Lines holding the string "pseudo": copy each one from the listing below.
PROVIDED DATA below:
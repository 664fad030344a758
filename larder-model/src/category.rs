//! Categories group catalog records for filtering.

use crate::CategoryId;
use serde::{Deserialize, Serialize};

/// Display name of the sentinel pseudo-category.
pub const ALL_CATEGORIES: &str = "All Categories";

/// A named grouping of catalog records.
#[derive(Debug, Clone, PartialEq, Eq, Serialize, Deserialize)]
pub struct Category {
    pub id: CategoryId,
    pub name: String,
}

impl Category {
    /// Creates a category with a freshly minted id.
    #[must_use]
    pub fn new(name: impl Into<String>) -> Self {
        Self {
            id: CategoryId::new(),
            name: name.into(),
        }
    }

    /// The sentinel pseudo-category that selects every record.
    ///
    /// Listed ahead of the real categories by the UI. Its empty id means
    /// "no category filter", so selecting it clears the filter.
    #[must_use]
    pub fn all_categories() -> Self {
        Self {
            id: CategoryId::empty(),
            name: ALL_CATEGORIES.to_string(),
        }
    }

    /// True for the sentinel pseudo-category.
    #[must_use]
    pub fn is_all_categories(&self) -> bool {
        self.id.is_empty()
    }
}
End of PROVIDED DATA.
PROVIDED DATA below:
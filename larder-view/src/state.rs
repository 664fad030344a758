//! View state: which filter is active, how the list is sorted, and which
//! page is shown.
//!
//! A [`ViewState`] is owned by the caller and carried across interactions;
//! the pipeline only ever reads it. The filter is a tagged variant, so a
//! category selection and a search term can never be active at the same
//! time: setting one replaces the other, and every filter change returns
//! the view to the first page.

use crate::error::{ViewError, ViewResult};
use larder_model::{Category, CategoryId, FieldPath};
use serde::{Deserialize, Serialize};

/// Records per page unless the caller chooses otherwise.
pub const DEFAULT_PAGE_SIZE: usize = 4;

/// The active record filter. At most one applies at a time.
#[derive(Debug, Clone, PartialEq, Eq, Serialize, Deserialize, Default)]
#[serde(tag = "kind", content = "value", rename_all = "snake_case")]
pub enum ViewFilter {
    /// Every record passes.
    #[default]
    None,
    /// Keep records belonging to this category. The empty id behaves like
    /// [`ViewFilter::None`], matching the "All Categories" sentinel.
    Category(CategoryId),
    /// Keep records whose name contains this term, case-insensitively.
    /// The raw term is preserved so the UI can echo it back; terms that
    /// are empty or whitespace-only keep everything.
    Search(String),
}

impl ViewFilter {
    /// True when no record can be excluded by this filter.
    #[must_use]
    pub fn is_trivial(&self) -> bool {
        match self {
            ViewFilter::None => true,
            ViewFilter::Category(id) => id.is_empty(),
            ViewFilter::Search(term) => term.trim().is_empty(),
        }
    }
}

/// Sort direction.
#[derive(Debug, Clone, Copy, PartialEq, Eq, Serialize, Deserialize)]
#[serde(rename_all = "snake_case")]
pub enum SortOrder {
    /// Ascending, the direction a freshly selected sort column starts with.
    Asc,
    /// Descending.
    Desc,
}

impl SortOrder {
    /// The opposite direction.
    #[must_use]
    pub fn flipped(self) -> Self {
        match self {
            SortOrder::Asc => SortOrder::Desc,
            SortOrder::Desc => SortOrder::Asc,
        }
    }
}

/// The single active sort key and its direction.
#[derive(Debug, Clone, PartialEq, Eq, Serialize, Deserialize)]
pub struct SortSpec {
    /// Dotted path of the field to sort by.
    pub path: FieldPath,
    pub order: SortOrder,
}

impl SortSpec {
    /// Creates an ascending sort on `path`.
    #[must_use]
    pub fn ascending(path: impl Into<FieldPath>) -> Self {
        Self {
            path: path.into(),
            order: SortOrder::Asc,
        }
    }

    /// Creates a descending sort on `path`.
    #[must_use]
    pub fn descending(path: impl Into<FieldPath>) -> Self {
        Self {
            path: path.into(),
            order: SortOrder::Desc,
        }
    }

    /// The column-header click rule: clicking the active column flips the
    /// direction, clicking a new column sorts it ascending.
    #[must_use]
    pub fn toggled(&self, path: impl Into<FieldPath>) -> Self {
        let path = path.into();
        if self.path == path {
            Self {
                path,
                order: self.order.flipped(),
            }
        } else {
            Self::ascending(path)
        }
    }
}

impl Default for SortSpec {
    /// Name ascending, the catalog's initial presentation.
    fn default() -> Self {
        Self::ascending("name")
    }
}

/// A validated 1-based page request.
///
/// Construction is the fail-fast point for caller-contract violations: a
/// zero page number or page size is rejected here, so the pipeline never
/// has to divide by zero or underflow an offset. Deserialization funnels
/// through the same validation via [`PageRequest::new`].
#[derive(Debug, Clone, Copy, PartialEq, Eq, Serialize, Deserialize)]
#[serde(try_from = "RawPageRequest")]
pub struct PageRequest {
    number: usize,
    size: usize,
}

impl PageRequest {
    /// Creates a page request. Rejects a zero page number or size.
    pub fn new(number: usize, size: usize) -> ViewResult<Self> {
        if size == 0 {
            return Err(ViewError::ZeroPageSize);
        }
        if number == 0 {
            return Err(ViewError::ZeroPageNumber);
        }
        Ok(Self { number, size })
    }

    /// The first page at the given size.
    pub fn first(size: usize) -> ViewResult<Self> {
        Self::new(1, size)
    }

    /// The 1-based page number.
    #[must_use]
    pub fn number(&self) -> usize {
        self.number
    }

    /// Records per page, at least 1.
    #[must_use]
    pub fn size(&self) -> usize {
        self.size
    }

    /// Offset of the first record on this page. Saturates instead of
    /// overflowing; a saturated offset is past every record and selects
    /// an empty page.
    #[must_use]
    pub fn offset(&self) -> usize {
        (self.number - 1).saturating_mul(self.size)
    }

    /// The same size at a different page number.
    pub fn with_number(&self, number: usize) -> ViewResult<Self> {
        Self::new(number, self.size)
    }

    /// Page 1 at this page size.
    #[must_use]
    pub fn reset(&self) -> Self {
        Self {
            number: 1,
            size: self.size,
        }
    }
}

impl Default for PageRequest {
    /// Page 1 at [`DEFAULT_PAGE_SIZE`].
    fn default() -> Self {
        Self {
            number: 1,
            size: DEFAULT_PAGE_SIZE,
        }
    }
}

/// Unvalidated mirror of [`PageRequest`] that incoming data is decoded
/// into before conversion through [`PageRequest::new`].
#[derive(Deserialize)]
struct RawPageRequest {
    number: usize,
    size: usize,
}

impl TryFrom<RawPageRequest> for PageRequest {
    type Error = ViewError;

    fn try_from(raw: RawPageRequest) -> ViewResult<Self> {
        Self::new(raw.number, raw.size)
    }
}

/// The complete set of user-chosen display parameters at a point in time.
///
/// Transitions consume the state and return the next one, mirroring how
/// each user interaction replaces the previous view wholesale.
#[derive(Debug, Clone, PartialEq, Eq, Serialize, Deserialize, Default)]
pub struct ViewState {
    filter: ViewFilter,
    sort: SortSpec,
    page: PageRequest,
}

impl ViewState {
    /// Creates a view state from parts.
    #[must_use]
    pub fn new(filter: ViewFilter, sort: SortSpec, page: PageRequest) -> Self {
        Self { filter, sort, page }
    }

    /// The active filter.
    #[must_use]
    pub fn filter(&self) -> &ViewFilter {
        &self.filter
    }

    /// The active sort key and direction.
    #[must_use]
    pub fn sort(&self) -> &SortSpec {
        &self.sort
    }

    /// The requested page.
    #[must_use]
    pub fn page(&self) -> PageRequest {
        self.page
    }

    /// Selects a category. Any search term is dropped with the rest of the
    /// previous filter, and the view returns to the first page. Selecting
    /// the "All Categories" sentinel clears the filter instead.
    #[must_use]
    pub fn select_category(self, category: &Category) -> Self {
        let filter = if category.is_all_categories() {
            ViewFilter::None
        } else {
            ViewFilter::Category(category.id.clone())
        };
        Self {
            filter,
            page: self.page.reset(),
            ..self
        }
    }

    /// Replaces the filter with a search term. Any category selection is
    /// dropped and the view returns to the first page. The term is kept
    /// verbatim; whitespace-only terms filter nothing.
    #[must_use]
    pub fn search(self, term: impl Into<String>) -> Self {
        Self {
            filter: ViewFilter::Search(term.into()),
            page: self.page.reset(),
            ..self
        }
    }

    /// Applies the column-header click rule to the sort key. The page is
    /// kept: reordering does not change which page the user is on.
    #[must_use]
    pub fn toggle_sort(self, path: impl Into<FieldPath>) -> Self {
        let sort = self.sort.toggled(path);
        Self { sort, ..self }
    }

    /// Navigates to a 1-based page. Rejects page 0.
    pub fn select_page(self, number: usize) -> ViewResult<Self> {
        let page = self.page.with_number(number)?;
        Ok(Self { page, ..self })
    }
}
End of PROVIDED DATA.
PROVIDED DATA below:
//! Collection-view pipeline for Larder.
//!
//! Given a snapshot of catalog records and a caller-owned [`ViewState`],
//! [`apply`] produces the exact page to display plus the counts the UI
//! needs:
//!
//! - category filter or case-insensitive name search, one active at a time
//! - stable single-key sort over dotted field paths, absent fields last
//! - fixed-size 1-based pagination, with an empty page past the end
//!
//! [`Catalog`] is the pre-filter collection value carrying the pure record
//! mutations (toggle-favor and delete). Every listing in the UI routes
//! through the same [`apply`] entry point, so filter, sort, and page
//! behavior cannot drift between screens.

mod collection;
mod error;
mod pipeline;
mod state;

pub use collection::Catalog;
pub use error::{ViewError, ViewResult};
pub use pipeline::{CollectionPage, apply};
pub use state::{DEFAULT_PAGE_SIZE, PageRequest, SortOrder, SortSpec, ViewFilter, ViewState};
End of PROVIDED DATA.
> **EXPECTED OUTPUT**:
/// Display name of the sentinel pseudo-category.
    /// The sentinel pseudo-category that selects every record.
    /// True for the sentinel pseudo-category.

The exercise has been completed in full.